*Instructions to follow*.
The line containing "during the handshake." marks the end: restate word for word every line from the first line of the entries below through that one.

# # # # # # #

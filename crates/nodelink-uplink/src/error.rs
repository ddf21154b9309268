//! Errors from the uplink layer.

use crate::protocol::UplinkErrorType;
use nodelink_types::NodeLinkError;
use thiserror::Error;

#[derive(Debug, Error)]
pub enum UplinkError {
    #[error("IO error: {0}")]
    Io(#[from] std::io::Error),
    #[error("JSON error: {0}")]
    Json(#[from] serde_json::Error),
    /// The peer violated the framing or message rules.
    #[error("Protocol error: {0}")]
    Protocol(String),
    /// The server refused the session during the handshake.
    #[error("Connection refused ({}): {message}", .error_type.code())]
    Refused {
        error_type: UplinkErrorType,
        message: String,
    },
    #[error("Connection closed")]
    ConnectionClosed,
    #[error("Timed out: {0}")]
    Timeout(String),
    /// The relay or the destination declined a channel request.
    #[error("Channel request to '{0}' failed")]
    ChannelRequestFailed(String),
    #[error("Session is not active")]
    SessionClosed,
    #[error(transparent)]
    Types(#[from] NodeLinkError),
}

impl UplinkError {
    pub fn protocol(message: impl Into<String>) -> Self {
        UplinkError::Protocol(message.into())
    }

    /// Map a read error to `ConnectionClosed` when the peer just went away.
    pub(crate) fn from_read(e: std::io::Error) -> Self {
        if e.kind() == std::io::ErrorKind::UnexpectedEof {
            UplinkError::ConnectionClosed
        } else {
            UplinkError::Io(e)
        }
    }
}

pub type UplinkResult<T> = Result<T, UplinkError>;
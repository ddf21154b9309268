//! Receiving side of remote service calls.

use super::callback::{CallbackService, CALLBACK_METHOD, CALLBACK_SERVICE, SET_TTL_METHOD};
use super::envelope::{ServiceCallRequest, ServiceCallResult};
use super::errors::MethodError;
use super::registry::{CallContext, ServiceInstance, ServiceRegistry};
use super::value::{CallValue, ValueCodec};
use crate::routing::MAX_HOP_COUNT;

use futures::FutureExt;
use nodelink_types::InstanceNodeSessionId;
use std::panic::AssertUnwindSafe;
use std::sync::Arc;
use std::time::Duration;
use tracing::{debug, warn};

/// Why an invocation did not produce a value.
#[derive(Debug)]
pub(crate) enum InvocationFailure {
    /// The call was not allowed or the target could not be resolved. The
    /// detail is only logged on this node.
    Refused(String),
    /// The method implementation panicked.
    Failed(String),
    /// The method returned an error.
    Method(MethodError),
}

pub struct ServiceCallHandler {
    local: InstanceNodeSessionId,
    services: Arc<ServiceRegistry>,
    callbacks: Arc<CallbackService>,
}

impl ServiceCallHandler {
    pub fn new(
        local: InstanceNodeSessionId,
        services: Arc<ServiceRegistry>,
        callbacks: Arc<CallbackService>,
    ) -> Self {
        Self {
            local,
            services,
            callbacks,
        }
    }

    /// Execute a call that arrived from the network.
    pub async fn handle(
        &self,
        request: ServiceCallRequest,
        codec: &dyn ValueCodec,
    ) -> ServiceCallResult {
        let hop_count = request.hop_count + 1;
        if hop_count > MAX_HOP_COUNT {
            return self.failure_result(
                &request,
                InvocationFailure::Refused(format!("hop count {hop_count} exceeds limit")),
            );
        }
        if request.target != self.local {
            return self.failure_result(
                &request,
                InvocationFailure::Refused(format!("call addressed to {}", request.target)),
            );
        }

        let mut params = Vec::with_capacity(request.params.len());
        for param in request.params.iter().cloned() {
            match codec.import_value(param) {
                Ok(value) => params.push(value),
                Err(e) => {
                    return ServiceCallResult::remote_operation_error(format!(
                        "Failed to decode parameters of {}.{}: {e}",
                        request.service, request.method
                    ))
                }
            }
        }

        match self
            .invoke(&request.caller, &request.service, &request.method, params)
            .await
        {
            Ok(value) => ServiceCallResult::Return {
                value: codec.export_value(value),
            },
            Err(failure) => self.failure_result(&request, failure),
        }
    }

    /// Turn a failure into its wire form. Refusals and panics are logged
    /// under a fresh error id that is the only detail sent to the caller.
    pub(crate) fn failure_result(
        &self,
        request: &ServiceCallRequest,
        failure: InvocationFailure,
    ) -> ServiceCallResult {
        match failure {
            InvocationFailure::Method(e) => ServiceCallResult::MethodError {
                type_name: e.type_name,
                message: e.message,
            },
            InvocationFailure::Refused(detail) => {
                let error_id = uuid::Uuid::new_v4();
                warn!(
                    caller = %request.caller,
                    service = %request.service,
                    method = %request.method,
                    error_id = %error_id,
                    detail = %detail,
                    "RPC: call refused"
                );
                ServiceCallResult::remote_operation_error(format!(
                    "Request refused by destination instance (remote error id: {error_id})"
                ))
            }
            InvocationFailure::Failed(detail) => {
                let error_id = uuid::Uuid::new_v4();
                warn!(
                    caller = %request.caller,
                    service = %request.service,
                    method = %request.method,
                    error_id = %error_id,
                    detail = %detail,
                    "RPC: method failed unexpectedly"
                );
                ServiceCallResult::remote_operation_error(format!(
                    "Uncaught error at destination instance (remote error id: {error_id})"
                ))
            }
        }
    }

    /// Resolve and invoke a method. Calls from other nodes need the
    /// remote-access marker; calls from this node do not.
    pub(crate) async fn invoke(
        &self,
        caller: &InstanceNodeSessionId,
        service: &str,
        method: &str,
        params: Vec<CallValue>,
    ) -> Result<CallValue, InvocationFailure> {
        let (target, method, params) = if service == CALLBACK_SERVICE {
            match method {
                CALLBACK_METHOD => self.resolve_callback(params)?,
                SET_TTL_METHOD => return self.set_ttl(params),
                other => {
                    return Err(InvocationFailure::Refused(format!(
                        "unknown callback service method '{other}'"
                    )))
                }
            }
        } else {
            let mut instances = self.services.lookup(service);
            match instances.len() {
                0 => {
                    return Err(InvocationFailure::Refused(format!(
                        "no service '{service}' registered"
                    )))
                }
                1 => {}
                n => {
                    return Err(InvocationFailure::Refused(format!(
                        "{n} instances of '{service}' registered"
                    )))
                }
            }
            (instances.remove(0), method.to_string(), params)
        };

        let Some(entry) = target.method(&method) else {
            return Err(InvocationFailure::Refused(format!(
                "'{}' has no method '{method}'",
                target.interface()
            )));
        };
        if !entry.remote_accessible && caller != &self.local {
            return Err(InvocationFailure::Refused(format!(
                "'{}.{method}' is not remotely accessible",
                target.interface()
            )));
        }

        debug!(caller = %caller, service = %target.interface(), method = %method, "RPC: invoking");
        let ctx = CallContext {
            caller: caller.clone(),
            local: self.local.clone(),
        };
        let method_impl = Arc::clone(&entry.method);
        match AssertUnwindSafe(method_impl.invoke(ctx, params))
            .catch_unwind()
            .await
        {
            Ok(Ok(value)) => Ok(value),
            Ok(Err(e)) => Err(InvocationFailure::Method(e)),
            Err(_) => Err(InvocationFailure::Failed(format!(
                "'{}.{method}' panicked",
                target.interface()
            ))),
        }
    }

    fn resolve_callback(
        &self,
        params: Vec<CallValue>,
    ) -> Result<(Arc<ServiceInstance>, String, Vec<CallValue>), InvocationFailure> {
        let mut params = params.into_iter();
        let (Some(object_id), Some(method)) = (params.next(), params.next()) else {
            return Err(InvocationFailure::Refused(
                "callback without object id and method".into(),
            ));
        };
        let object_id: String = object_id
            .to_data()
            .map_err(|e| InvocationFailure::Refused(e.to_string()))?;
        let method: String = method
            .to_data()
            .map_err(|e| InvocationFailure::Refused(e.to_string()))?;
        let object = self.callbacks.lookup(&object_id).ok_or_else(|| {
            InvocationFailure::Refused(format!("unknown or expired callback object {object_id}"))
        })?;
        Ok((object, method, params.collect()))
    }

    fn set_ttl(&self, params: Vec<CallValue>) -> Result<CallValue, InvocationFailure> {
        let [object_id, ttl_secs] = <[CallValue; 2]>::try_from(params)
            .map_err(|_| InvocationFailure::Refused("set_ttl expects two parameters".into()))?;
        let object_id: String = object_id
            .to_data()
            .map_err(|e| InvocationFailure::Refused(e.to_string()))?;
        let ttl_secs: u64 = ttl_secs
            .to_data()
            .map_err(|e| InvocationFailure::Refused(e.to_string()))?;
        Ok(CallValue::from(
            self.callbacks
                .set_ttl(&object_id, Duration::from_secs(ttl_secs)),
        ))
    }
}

# # # # # # #

*Task answer*.
filename crates/nodelink-uplink/src/error.rs
repository ddf21154b9309268
//! Errors from the uplink layer.

use crate::protocol::UplinkErrorType;
use nodelink_types::NodeLinkError;
use thiserror::Error;

#[derive(Debug, Error)]
pub enum UplinkError {
    #[error("IO error: {0}")]
    Io(#[from] std::io::Error),
    #[error("JSON error: {0}")]
    Json(#[from] serde_json::Error),
    /// The peer violated the framing or message rules.
    #[error("Protocol error: {0}")]
    Protocol(String),
    /// The server refused the session during the handshake.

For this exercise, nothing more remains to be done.